(Collected data)
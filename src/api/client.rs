//! HTTP implementation of the catalog client

use crate::api::error::{ApiError, ApiResult};
use crate::api::payload::{CreateProductRequest, ProductPayload, UpdateProductRequest};
use crate::api::CatalogClient;
use crate::catalog::{Product, ProductId};
use async_trait::async_trait;
use reqwest::Response;
use serde::de::DeserializeOwned;
use std::time::Duration;
use url::Url;

/// Default API the admin panel talks to
pub const DEFAULT_API_BASE_URL: &str = "https://api.escuelajs.co/api/v1";

/// Catalog client backed by `reqwest`
#[derive(Debug, Clone)]
pub struct HttpCatalogClient {
    http: reqwest::Client,
    base_url: Url,
}

impl HttpCatalogClient {
    /// Create a client for `base_url`. Without a timeout the reqwest default applies.
    pub fn new(base_url: &str, timeout: Option<Duration>) -> ApiResult<Self> {
        let mut builder = reqwest::Client::builder().user_agent(concat!(
            env!("CARGO_PKG_NAME"),
            "/",
            env!("CARGO_PKG_VERSION")
        ));
        if let Some(timeout) = timeout {
            builder = builder.timeout(timeout);
        }
        let http = builder
            .build()
            .map_err(|e| ApiError::network(format!("Failed to build HTTP client: {}", e)))?;

        Ok(Self {
            http,
            base_url: normalize_base_url(base_url)?,
        })
    }

    pub fn base_url(&self) -> &Url {
        &self.base_url
    }

    /// `{base}/products`
    pub fn products_url(&self) -> ApiResult<Url> {
        Ok(self.base_url.join("products")?)
    }

    /// `{base}/products/{id}`
    pub fn product_url(&self, id: ProductId) -> ApiResult<Url> {
        Ok(self.base_url.join(&format!("products/{}", id))?)
    }

    async fn decode<T: DeserializeOwned>(response: Response) -> ApiResult<T> {
        let status = response.status();
        if !status.is_success() {
            return Err(ApiError::status(status.as_u16()));
        }
        Ok(response.json::<T>().await?)
    }
}

/// Make sure the base path ends with `/` so joins append instead of replacing
fn normalize_base_url(base_url: &str) -> ApiResult<Url> {
    let trimmed = base_url.trim();
    let with_slash = if trimmed.ends_with('/') {
        trimmed.to_string()
    } else {
        format!("{}/", trimmed)
    };
    let url = Url::parse(&with_slash)?;
    if !matches!(url.scheme(), "http" | "https") {
        return Err(ApiError::invalid_url(format!(
            "unsupported scheme '{}'",
            url.scheme()
        )));
    }
    Ok(url)
}

#[async_trait]
impl CatalogClient for HttpCatalogClient {
    async fn fetch_products(&self) -> ApiResult<Vec<Product>> {
        let url = self.products_url()?;
        tracing::debug!("GET {}", url);

        let response = self.http.get(url).send().await?;
        let payload: Vec<ProductPayload> = Self::decode(response).await?;

        tracing::debug!("Fetched {} products", payload.len());
        Ok(payload.into_iter().map(Product::from).collect())
    }

    async fn update_product(
        &self,
        id: ProductId,
        request: &UpdateProductRequest,
    ) -> ApiResult<Product> {
        let url = self.product_url(id)?;
        tracing::debug!("PUT {}", url);

        let response = self.http.put(url).json(request).send().await?;
        let payload: ProductPayload = Self::decode(response).await?;
        Ok(payload.into())
    }

    async fn create_product(&self, request: &CreateProductRequest) -> ApiResult<Product> {
        let url = self.products_url()?;
        tracing::debug!("POST {}", url);

        let response = self.http.post(url).json(request).send().await?;
        let payload: ProductPayload = Self::decode(response).await?;
        Ok(payload.into())
    }
}

#[cfg(test)]
mod tests {
    use super::*;

    #[test]
    fn test_endpoint_urls() {
        let client = HttpCatalogClient::new(DEFAULT_API_BASE_URL, None).unwrap();
        assert_eq!(
            client.products_url().unwrap().as_str(),
            "https://api.escuelajs.co/api/v1/products"
        );
        assert_eq!(
            client.product_url(42).unwrap().as_str(),
            "https://api.escuelajs.co/api/v1/products/42"
        );
    }

    #[test]
    fn test_trailing_slash_is_accepted() {
        let client = HttpCatalogClient::new("http://localhost:3000/api/", None).unwrap();
        assert_eq!(
            client.products_url().unwrap().as_str(),
            "http://localhost:3000/api/products"
        );
    }

    #[test]
    fn test_rejects_bad_urls() {
        assert!(matches!(
            HttpCatalogClient::new("not a url", None),
            Err(ApiError::InvalidUrl { .. })
        ));
        assert!(matches!(
            HttpCatalogClient::new("ftp://example.com", None),
            Err(ApiError::InvalidUrl { .. })
        ));
    }
}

-- WHAT IS REQUIRED --
Lines above with the word "crate" should be counted, and the reply is that count alone.

-- YOUR SOLUTION --
4